[Stored data]

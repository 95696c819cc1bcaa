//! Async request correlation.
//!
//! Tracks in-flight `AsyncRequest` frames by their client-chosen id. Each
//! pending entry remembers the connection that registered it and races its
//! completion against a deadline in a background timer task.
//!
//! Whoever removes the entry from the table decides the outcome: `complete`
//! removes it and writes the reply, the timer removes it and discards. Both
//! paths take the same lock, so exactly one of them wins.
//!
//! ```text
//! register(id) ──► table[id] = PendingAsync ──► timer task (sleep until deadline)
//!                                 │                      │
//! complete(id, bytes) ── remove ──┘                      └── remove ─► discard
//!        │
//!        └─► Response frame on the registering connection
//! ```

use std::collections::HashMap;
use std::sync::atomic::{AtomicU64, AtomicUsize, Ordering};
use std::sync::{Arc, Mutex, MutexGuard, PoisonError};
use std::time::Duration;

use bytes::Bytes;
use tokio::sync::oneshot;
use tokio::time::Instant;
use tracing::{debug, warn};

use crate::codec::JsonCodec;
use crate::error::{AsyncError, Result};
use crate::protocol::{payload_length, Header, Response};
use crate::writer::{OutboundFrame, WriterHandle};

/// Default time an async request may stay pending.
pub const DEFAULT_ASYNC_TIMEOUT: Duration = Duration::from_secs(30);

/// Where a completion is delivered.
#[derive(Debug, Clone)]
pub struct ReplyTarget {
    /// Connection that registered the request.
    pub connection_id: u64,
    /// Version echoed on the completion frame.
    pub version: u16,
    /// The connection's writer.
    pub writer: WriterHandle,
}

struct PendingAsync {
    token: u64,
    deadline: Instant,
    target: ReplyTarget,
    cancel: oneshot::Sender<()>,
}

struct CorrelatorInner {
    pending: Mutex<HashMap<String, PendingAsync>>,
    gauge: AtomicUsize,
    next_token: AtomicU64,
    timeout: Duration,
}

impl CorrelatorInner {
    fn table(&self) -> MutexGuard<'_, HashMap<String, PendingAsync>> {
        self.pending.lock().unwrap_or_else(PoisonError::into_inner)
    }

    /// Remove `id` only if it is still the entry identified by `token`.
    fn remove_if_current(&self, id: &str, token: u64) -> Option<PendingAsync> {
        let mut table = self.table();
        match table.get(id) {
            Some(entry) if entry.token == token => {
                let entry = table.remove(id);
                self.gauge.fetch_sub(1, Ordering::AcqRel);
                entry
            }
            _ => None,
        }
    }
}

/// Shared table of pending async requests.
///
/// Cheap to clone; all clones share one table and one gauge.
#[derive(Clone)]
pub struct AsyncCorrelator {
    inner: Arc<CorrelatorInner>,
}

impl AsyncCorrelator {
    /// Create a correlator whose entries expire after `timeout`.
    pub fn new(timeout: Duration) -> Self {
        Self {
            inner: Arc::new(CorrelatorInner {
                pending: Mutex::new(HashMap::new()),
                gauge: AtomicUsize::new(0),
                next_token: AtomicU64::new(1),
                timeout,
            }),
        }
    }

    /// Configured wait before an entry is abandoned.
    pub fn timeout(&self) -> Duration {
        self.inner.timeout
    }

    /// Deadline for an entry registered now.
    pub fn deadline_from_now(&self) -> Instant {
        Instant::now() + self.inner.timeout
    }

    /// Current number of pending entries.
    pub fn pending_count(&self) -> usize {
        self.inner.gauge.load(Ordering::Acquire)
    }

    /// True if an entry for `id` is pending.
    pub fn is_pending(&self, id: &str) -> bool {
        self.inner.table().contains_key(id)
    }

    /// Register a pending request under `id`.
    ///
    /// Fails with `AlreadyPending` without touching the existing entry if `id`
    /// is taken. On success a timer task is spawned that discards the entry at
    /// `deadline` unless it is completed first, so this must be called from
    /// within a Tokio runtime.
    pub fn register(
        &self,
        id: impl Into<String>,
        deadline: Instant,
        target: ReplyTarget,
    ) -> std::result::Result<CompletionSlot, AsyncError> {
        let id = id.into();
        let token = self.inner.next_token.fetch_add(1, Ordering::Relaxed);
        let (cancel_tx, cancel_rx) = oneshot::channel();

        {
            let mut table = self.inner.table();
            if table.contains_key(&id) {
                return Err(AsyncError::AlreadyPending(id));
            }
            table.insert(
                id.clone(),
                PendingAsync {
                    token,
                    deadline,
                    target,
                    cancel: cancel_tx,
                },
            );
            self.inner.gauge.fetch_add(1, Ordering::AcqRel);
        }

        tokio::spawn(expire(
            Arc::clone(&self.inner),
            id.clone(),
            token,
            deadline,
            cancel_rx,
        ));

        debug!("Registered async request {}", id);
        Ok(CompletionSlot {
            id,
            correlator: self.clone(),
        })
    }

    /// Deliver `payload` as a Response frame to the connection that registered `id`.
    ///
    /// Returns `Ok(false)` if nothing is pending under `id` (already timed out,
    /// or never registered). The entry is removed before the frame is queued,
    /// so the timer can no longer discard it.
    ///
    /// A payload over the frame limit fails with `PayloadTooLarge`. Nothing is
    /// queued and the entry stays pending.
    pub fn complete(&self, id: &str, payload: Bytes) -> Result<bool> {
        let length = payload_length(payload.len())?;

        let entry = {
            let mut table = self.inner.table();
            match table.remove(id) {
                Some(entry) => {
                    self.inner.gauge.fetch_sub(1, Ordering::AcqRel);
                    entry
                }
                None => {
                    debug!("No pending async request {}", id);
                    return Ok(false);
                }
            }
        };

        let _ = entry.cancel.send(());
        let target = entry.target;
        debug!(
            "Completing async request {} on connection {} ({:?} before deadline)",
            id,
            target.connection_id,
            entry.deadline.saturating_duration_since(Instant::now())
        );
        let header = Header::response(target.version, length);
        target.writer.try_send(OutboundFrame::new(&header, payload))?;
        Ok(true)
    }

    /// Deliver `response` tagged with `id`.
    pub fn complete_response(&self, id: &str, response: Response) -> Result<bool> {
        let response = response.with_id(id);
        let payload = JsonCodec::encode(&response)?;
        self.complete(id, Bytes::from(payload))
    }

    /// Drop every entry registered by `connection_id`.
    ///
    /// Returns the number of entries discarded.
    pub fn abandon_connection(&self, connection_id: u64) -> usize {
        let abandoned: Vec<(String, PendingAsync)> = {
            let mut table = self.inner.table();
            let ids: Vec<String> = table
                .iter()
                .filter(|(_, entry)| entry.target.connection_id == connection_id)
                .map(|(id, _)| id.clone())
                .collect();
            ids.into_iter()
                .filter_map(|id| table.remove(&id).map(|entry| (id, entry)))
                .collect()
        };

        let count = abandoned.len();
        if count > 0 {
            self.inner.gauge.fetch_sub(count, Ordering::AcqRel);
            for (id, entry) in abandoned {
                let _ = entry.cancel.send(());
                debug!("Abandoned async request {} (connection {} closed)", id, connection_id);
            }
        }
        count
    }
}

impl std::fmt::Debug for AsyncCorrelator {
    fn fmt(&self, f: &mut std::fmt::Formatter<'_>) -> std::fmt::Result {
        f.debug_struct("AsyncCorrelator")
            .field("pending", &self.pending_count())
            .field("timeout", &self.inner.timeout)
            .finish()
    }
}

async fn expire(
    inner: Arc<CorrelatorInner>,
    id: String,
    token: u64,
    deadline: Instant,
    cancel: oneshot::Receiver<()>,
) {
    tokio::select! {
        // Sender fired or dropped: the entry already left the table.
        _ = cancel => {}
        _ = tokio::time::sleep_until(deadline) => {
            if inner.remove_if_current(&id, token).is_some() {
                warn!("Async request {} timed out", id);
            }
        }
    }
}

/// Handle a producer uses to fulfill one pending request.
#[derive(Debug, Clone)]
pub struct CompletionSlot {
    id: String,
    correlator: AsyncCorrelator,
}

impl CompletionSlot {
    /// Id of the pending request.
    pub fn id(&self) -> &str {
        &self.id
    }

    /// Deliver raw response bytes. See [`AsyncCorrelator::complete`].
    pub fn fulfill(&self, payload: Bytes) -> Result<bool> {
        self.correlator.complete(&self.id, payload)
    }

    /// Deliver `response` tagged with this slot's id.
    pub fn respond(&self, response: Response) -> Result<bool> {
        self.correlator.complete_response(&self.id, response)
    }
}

WORK REQUIRED ::
Each line from the one containing "self.correlator.complete_response(&self.id, response)" to the final line above should be written out exactly; please omit the others.

EXERCISE OUTPUT ::
        self.correlator.complete_response(&self.id, response)
    }
}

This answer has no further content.